*** Block opens ***

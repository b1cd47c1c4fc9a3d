//! User preferences entity
//!
//! Two independent pieces of user state: the display temperature unit and
//! the set of favorited cities. Favorites keep their insertion order; the
//! marker has no behavior beyond display.

use crate::value_objects::{CityId, TemperatureUnit};

/// Persisted user preferences
#[derive(Debug, Clone, PartialEq, Eq, Default)]
pub struct UserPreferences {
    /// Preferred display unit
    pub unit: TemperatureUnit,
    /// Favorited city ids, in the order they were added
    pub favorites: Vec<CityId>,
}

impl UserPreferences {
    /// Replace the preferred display unit
    pub fn set_unit(&mut self, unit: TemperatureUnit) {
        self.unit = unit;
    }

    /// Toggle a city's favorite marker
    ///
    /// Removes the id if present, appends it otherwise. Returns `true` when
    /// the city is a favorite after the call.
    pub fn toggle_favorite(&mut self, id: CityId) -> bool {
        if let Some(position) = self.favorites.iter().position(|fav| *fav == id) {
            self.favorites.remove(position);
            false
        } else {
            self.favorites.push(id);
            true
        }
    }

    /// Check whether a city is currently favorited
    #[must_use]
    pub fn is_favorite(&self, id: CityId) -> bool {
        self.favorites.contains(&id)
    }
}
//! Port definitions - interfaces the infrastructure layer implements

mod preference_store;
mod weather_port;

pub use preference_store::PreferenceStorePort;
pub use weather_port::{CurrentConditions, Precipitation, WeatherPort};

#[cfg(test)]
pub use preference_store::MockPreferenceStorePort;
#[cfg(test)]
pub use weather_port::MockWeatherPort;
//! Domain entities

mod city;
mod forecast;
mod preferences;

pub use city::{City, CityCatalog};
pub use forecast::{DailySummary, ForecastSample, condition_icon};
pub use preferences::UserPreferences;
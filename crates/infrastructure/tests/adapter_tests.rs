//! End-to-end adapter tests against a mocked OpenWeatherMap server

#![allow(clippy::panic)] // Allow panic! in tests for clear failure messages

use application::error::ApplicationError;
use application::ports::WeatherPort;
use infrastructure::OpenWeatherAdapter;
use integration_openweather::{OpenWeatherClient, OpenWeatherConfig};
use wiremock::matchers::{method, path, query_param};
use wiremock::{Mock, MockServer, ResponseTemplate};

fn adapter_for(server: &MockServer) -> OpenWeatherAdapter {
    let config = OpenWeatherConfig {
        base_url: server.uri(),
        api_key: "test-key".to_string(),
        timeout_secs: 5,
        lang: "pl".to_string(),
    };
    let client = OpenWeatherClient::new(config).expect("client");
    OpenWeatherAdapter::new(client)
}

fn current_body() -> serde_json::Value {
    serde_json::json!({
        "main": { "temp": 9.4, "pressure": 1021, "humidity": 77 },
        "weather": [{ "main": "Drizzle", "description": "mżawka" }],
        "wind": { "speed": 6.1, "deg": 315 },
        "clouds": { "all": 100 },
        "rain": { "1h": 0.2 }
    })
}

fn forecast_body() -> serde_json::Value {
    serde_json::json!({
        "list": [
            {
                "dt_txt": "2024-05-01 09:00:00",
                "main": { "temp": 10.0 },
                "weather": [{ "main": "Rain" }],
                "pop": 0.8
            },
            {
                "dt_txt": "2024-05-01 12:00:00",
                "main": { "temp": 13.0 },
                "weather": [{ "main": "Clouds" }],
                "pop": 0.1
            }
        ]
    })
}

#[tokio::test]
async fn current_weather_maps_the_full_response() {
    let server = MockServer::start().await;
    Mock::given(method("GET"))
        .and(path("/weather"))
        .and(query_param("q", "Gdańsk"))
        .and(query_param("units", "metric"))
        .respond_with(ResponseTemplate::new(200).set_body_json(current_body()))
        .mount(&server)
        .await;

    let conditions = adapter_for(&server)
        .current_weather("Gdańsk")
        .await
        .expect("current");

    assert_eq!(conditions.condition, "Drizzle");
    assert_eq!(conditions.temperature.celsius(), 9.4);
    assert_eq!(conditions.cloud_cover, 100);
    assert_eq!(conditions.wind_direction().label(), "NW");
    assert!(conditions.precipitation.is_some());
}

#[tokio::test]
async fn forecast_samples_arrive_in_api_order() {
    let server = MockServer::start().await;
    Mock::given(method("GET"))
        .and(path("/forecast"))
        .and(query_param("q", "Wrocław"))
        .respond_with(ResponseTemplate::new(200).set_body_json(forecast_body()))
        .mount(&server)
        .await;

    let samples = adapter_for(&server)
        .forecast_samples("Wrocław")
        .await
        .expect("forecast");

    assert_eq!(samples.len(), 2);
    assert_eq!(samples[0].condition.as_deref(), Some("Rain"));
    assert_eq!(samples[0].precipitation_probability, Some(0.8));
    assert!(samples[0].timestamp < samples[1].timestamp);
}

#[tokio::test]
async fn unknown_city_surfaces_as_not_found() {
    let server = MockServer::start().await;
    Mock::given(method("GET"))
        .and(path("/weather"))
        .respond_with(
            ResponseTemplate::new(404)
                .set_body_json(serde_json::json!({ "cod": "404", "message": "city not found" })),
        )
        .mount(&server)
        .await;

    let result = adapter_for(&server).current_weather("Atlantis").await;
    match result {
        Err(ApplicationError::NotFound(msg)) => assert!(msg.contains("Atlantis")),
        other => panic!("expected NotFound, got {other:?}"),
    }
}

#[tokio::test]
async fn rate_limiting_surfaces_as_rate_limited() {
    let server = MockServer::start().await;
    Mock::given(method("GET"))
        .and(path("/forecast"))
        .respond_with(ResponseTemplate::new(429))
        .mount(&server)
        .await;

    let result = adapter_for(&server).forecast_samples("Kraków").await;
    assert!(matches!(result, Err(ApplicationError::RateLimited)));
}

#[tokio::test]
async fn bad_api_key_surfaces_as_configuration_error() {
    let server = MockServer::start().await;
    Mock::given(method("GET"))
        .and(path("/weather"))
        .respond_with(ResponseTemplate::new(401))
        .mount(&server)
        .await;

    let result = adapter_for(&server).current_weather("Poznań").await;
    assert!(matches!(result, Err(ApplicationError::Configuration(_))));
}

#[tokio::test]
async fn availability_reflects_server_health() {
    let server = MockServer::start().await;
    Mock::given(method("GET"))
        .and(path("/weather"))
        .respond_with(ResponseTemplate::new(200).set_body_json(current_body()))
        .mount(&server)
        .await;

    assert!(adapter_for(&server).is_available().await);
}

*** Block closes ***

# [DIRECTIONS]
Restate the whole of the data exactly.

# [RESPONSE]
repository b1cd47c1c4fc9a3d
//! User preferences entity
//!
//! Two independent pieces of user state: the display temperature unit and
//! the set of favorited cities. Favorites keep their insertion order; the
//! marker has no behavior beyond display.

use crate::value_objects::{CityId, TemperatureUnit};

/// Persisted user preferences
#[derive(Debug, Clone, PartialEq, Eq, Default)]
pub struct UserPreferences {
    /// Preferred display unit
    pub unit: TemperatureUnit,
    /// Favorited city ids, in the order they were added
    pub favorites: Vec<CityId>,
}

impl UserPreferences {
    /// Replace the preferred display unit
    pub fn set_unit(&mut self, unit: TemperatureUnit) {
        self.unit = unit;
    }

    /// Toggle a city's favorite marker
    ///
    /// Removes the id if present, appends it otherwise. Returns `true` when
    /// the city is a favorite after the call.
    pub fn toggle_favorite(&mut self, id: CityId) -> bool {
        if let Some(position) = self.favorites.iter().position(|fav| *fav == id) {
            self.favorites.remove(position);
            false
        } else {
            self.favorites.push(id);
            true
        }
    }

    /// Check whether a city is currently favorited
    #[must_use]
    pub fn is_favorite(&self, id: CityId) -> bool {
        self.favorites.contains(&id)
    }
}
//! Port definitions - interfaces the infrastructure layer implements

mod preference_store;
mod weather_port;

pub use preference_store::PreferenceStorePort;
pub use weather_port::{CurrentConditions, Precipitation, WeatherPort};

#[cfg(test)]
pub use preference_store::MockPreferenceStorePort;
#[cfg(test)]
pub use weather_port::MockWeatherPort;
//! Domain entities

mod city;
mod forecast;
mod preferences;

pub use city::{City, CityCatalog};
pub use forecast::{DailySummary, ForecastSample, condition_icon};
pub use preferences::UserPreferences;
filename crates/infrastructure/tests/adapter_tests.rs
//! End-to-end adapter tests against a mocked OpenWeatherMap server

#![allow(clippy::panic)] // Allow panic! in tests for clear failure messages

use application::error::ApplicationError;
use application::ports::WeatherPort;
use infrastructure::OpenWeatherAdapter;
use integration_openweather::{OpenWeatherClient, OpenWeatherConfig};
use wiremock::matchers::{method, path, query_param};
use wiremock::{Mock, MockServer, ResponseTemplate};

fn adapter_for(server: &MockServer) -> OpenWeatherAdapter {
    let config = OpenWeatherConfig {
        base_url: server.uri(),
        api_key: "test-key".to_string(),
        timeout_secs: 5,
        lang: "pl".to_string(),
    };
    let client = OpenWeatherClient::new(config).expect("client");
    OpenWeatherAdapter::new(client)
}

fn current_body() -> serde_json::Value {
    serde_json::json!({
        "main": { "temp": 9.4, "pressure": 1021, "humidity": 77 },
        "weather": [{ "main": "Drizzle", "description": "mżawka" }],
        "wind": { "speed": 6.1, "deg": 315 },
        "clouds": { "all": 100 },
        "rain": { "1h": 0.2 }
    })
}

fn forecast_body() -> serde_json::Value {
    serde_json::json!({
        "list": [
            {
                "dt_txt": "2024-05-01 09:00:00",
                "main": { "temp": 10.0 },
                "weather": [{ "main": "Rain" }],
                "pop": 0.8
            },
            {
                "dt_txt": "2024-05-01 12:00:00",
                "main": { "temp": 13.0 },
                "weather": [{ "main": "Clouds" }],
                "pop": 0.1
            }
        ]
    })
}

#[tokio::test]
async fn current_weather_maps_the_full_response() {
    let server = MockServer::start().await;
    Mock::given(method("GET"))
        .and(path("/weather"))
        .and(query_param("q", "Gdańsk"))
        .and(query_param("units", "metric"))
        .respond_with(ResponseTemplate::new(200).set_body_json(current_body()))
        .mount(&server)
        .await;

    let conditions = adapter_for(&server)
        .current_weather("Gdańsk")
        .await
        .expect("current");

    assert_eq!(conditions.condition, "Drizzle");
    assert_eq!(conditions.temperature.celsius(), 9.4);
    assert_eq!(conditions.cloud_cover, 100);
    assert_eq!(conditions.wind_direction().label(), "NW");
    assert!(conditions.precipitation.is_some());
}

#[tokio::test]
async fn forecast_samples_arrive_in_api_order() {
    let server = MockServer::start().await;
    Mock::given(method("GET"))
        .and(path("/forecast"))
        .and(query_param("q", "Wrocław"))
        .respond_with(ResponseTemplate::new(200).set_body_json(forecast_body()))
        .mount(&server)
        .await;

    let samples = adapter_for(&server)
        .forecast_samples("Wrocław")
        .await
        .expect("forecast");

    assert_eq!(samples.len(), 2);
    assert_eq!(samples[0].condition.as_deref(), Some("Rain"));
    assert_eq!(samples[0].precipitation_probability, Some(0.8));
    assert!(samples[0].timestamp < samples[1].timestamp);
}

#[tokio::test]
async fn unknown_city_surfaces_as_not_found() {
    let server = MockServer::start().await;
    Mock::given(method("GET"))
        .and(path("/weather"))
        .respond_with(
            ResponseTemplate::new(404)
                .set_body_json(serde_json::json!({ "cod": "404", "message": "city not found" })),
        )
        .mount(&server)
        .await;

    let result = adapter_for(&server).current_weather("Atlantis").await;
    match result {
        Err(ApplicationError::NotFound(msg)) => assert!(msg.contains("Atlantis")),
        other => panic!("expected NotFound, got {other:?}"),
    }
}

#[tokio::test]
async fn rate_limiting_surfaces_as_rate_limited() {
    let server = MockServer::start().await;
    Mock::given(method("GET"))
        .and(path("/forecast"))
        .respond_with(ResponseTemplate::new(429))
        .mount(&server)
        .await;

    let result = adapter_for(&server).forecast_samples("Kraków").await;
    assert!(matches!(result, Err(ApplicationError::RateLimited)));
}

#[tokio::test]
async fn bad_api_key_surfaces_as_configuration_error() {
    let server = MockServer::start().await;
    Mock::given(method("GET"))
        .and(path("/weather"))
        .respond_with(ResponseTemplate::new(401))
        .mount(&server)
        .await;

    let result = adapter_for(&server).current_weather("Poznań").await;
    assert!(matches!(result, Err(ApplicationError::Configuration(_))));
}

#[tokio::test]
async fn availability_reflects_server_health() {
    let server = MockServer::start().await;
    Mock::given(method("GET"))
        .and(path("/weather"))
        .respond_with(ResponseTemplate::new(200).set_body_json(current_body()))
        .mount(&server)
        .await;

    assert!(adapter_for(&server).is_available().await);
}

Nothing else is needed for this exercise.